(INPUT MATERIAL Opens)

//! Cosmology kernels (§6 external collaborators, §4.7): growth factor,
//! Hubble expansion, comoving-mass/variance mappings and Recfast-style
//! closed-form initial conditions.
//!
//! These are simplified, literature-grounded fitting functions, not a
//! byte-exact port of any specific external package (§4.7): they exist so
//! that the components in §4.4–§4.6 are independently testable.

use crate::params::CosmoParams;

/// Redshift above which the spin-temperature engine falls back to the
/// closed-form Recfast initialiser instead of integrating forward from a
/// previous snapshot.
pub const Z_HEAT_MAX: f64 = 35.0;

/// CMB temperature today, in Kelvin.
pub const T_CMB0: f64 = 2.728;

/// Seconds per Julian year.
pub const SEC_PER_YEAR: f64 = 3.1557e7;

/// Hubble constant today in `s^-1`, for `H0 = 100 h` km/s/Mpc.
fn hubble0_per_sec(cosmo: &CosmoParams) -> f64 {
    // 1 km/s/Mpc = 3.2408e-20 s^-1.
    cosmo.hubble_h() * 100.0 * 3.2408e-20
}

/// CMB temperature at redshift `z`.
#[must_use]
pub fn t_cmb(z: f64) -> f64 {
    T_CMB0 * (1.0 + z)
}

/// The (flat/curved) ΛCDM dimensionless expansion rate `E(z) = H(z)/H0`.
#[must_use]
pub fn e_of_z(cosmo: &CosmoParams, z: f64) -> f64 {
    let a = 1.0 + z;
    (cosmo.omega_m() * a.powi(3) + cosmo.omega_k() * a.powi(2) + cosmo.omega_l()).sqrt()
}

/// The Hubble parameter `H(z)` in `s^-1`.
#[must_use]
pub fn hubble(cosmo: &CosmoParams, z: f64) -> f64 {
    hubble0_per_sec(cosmo) * e_of_z(cosmo, z)
}

/// The Hubble time `1/H(z)` in seconds.
#[must_use]
pub fn t_hubble(cosmo: &CosmoParams, z: f64) -> f64 {
    1.0 / hubble(cosmo, z)
}

/// `dt/dz` in seconds, for a matter+curvature+Λ background.
#[must_use]
pub fn dtdz(cosmo: &CosmoParams, z: f64) -> f64 {
    -1.0 / ((1.0 + z) * hubble(cosmo, z))
}

/// Linear growth factor `D(z)`, normalised to `D(0) = 1`, using the
/// Carroll, Press & Turner (1992) fitting formula.
#[must_use]
pub fn growth(cosmo: &CosmoParams, z: f64) -> f64 {
    fn d_unnormalised(omega_m: f64, omega_l: f64) -> f64 {
        let omega_k = 1.0 - omega_m - omega_l;
        let denom = omega_m.powf(4.0 / 7.0) - omega_l
            + (1.0 + omega_m / 2.0) * (1.0 + omega_l / 70.0);
        let _ = omega_k;
        2.5 * omega_m / denom.max(1.0e-12)
    }

    let a = 1.0 / (1.0 + z);
    let e2 = cosmo.omega_m() / a.powi(3) + cosmo.omega_k() / a.powi(2) + cosmo.omega_l();
    let omega_m_z = cosmo.omega_m() / (a.powi(3) * e2);
    let omega_l_z = cosmo.omega_l() / e2;

    let e2_0 = cosmo.omega_m() + cosmo.omega_k() + cosmo.omega_l();
    let omega_m_0 = cosmo.omega_m() / e2_0;
    let omega_l_0 = cosmo.omega_l() / e2_0;

    let d_z = a * d_unnormalised(omega_m_z, omega_l_z);
    let d_0 = d_unnormalised(omega_m_0, omega_l_0);
    d_z / d_0
}

/// Converts a spherical-tophat smoothing radius (comoving Mpc) into the
/// mass it encloses at the mean cosmic density (`Msun`).
#[must_use]
pub fn r_to_m(cosmo: &CosmoParams, r: f64) -> f64 {
    const RHO_CRIT_0_MSUN_PER_MPC3: f64 = 2.775e11; // h^2 Msun / Mpc^3
    let rho_m = cosmo.omega_m() * RHO_CRIT_0_MSUN_PER_MPC3 * cosmo.hubble_h().powi(2);
    (4.0 / 3.0) * std::f64::consts::PI * r.powi(3) * rho_m
}

/// Inverse of [`r_to_m`]: the tophat radius enclosing mass `m`.
#[must_use]
pub fn m_to_r(cosmo: &CosmoParams, m: f64) -> f64 {
    const RHO_CRIT_0_MSUN_PER_MPC3: f64 = 2.775e11;
    let rho_m = cosmo.omega_m() * RHO_CRIT_0_MSUN_PER_MPC3 * cosmo.hubble_h().powi(2);
    (m / ((4.0 / 3.0) * std::f64::consts::PI * rho_m)).cbrt()
}

/// The (z=0) rms density-fluctuation amplitude on mass scale `m`, using an
/// Eisenstein & Hu (1998)-style power-law approximation anchored on `σ8`.
#[must_use]
pub fn sigma(cosmo: &CosmoParams, m: f64) -> f64 {
    // Effective slope of the power spectrum on cluster/galaxy scales;
    // sigma(M) ~ M^{-(ns+3)/6} is the standard small-scale scaling.
    let m8 = r_to_m(cosmo, 8.0 / cosmo.hubble_h());
    let slope = -(cosmo.ns() + 3.0) / 6.0;
    cosmo.sigma8() * (m / m8).powf(slope)
}

/// Recfast-style closed-form kinetic temperature at high redshift
/// (`z >= Z_HEAT_MAX`), in Kelvin: tight Compton coupling to the CMB with
/// a small adiabatic-decoupling correction.
#[must_use]
pub fn t_recfast(z: f64) -> f64 {
    let z_dec = 130.0;
    if z > z_dec {
        t_cmb(z)
    } else {
        t_cmb(z_dec) * ((1.0 + z) / (1.0 + z_dec)).powi(2)
    }
}

/// Recfast-style closed-form free-electron fraction at high redshift.
#[must_use]
pub fn xion_recfast(z: f64) -> f64 {
    // Asymptotes to the residual post-recombination ionisation fraction.
    let x_residual = 2.0e-4;
    let x_full = 1.0;
    let z_transition = 900.0;
    let width = 60.0;
    x_residual + (x_full - x_residual) / (1.0 + ((z - z_transition) / width).exp())
}

/// The adiabatic-index approximation `cT(z)` used in the Tk adiabatic
/// cooling term (§4.5): returns `2/(1+z)`, the standard matter-dominated
/// adiabatic cooling rate `d ln Tk / d ln a = -2`.
#[must_use]
pub fn ct_approx(z: f64) -> f64 {
    2.0 / (1.0 + z)
}

#[cfg(test)]
mod tests {
    use super::*;
    use float_cmp::assert_approx_eq;

    #[test]
    fn growth_is_unity_today() {
        let cosmo = CosmoParams::default();
        assert_approx_eq!(f64, growth(&cosmo, 0.0), 1.0, epsilon = 1e-8);
    }

    #[test]
    fn growth_decreases_with_redshift() {
        let cosmo = CosmoParams::default();
        assert!(growth(&cosmo, 10.0) < growth(&cosmo, 1.0));
        assert!(growth(&cosmo, 1.0) < growth(&cosmo, 0.0));
    }

    #[test]
    fn r_to_m_and_m_to_r_round_trip() {
        let cosmo = CosmoParams::default();
        let m = r_to_m(&cosmo, 3.0);
        assert_approx_eq!(f64, m_to_r(&cosmo, m), 3.0, epsilon = 1e-9);
    }

    #[test]
    fn xion_recfast_is_bounded() {
        for z in [50.0, 200.0, 900.0, 1200.0, 2000.0] {
            let x = xion_recfast(z);
            assert!((0.0..=1.0).contains(&x));
        }
    }

    #[test]
    fn hubble_increases_with_redshift() {
        let cosmo = CosmoParams::default();
        assert!(hubble(&cosmo, 10.0) > hubble(&cosmo, 0.0));
    }
}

(INPUT MATERIAL Closes)

Go through the entries above and copy every line containing "matter".

/// `dt/dz` in seconds, for a matter+curvature+Λ background.
/// cooling term (§4.5): returns `2/(1+z)`, the standard matter-dominated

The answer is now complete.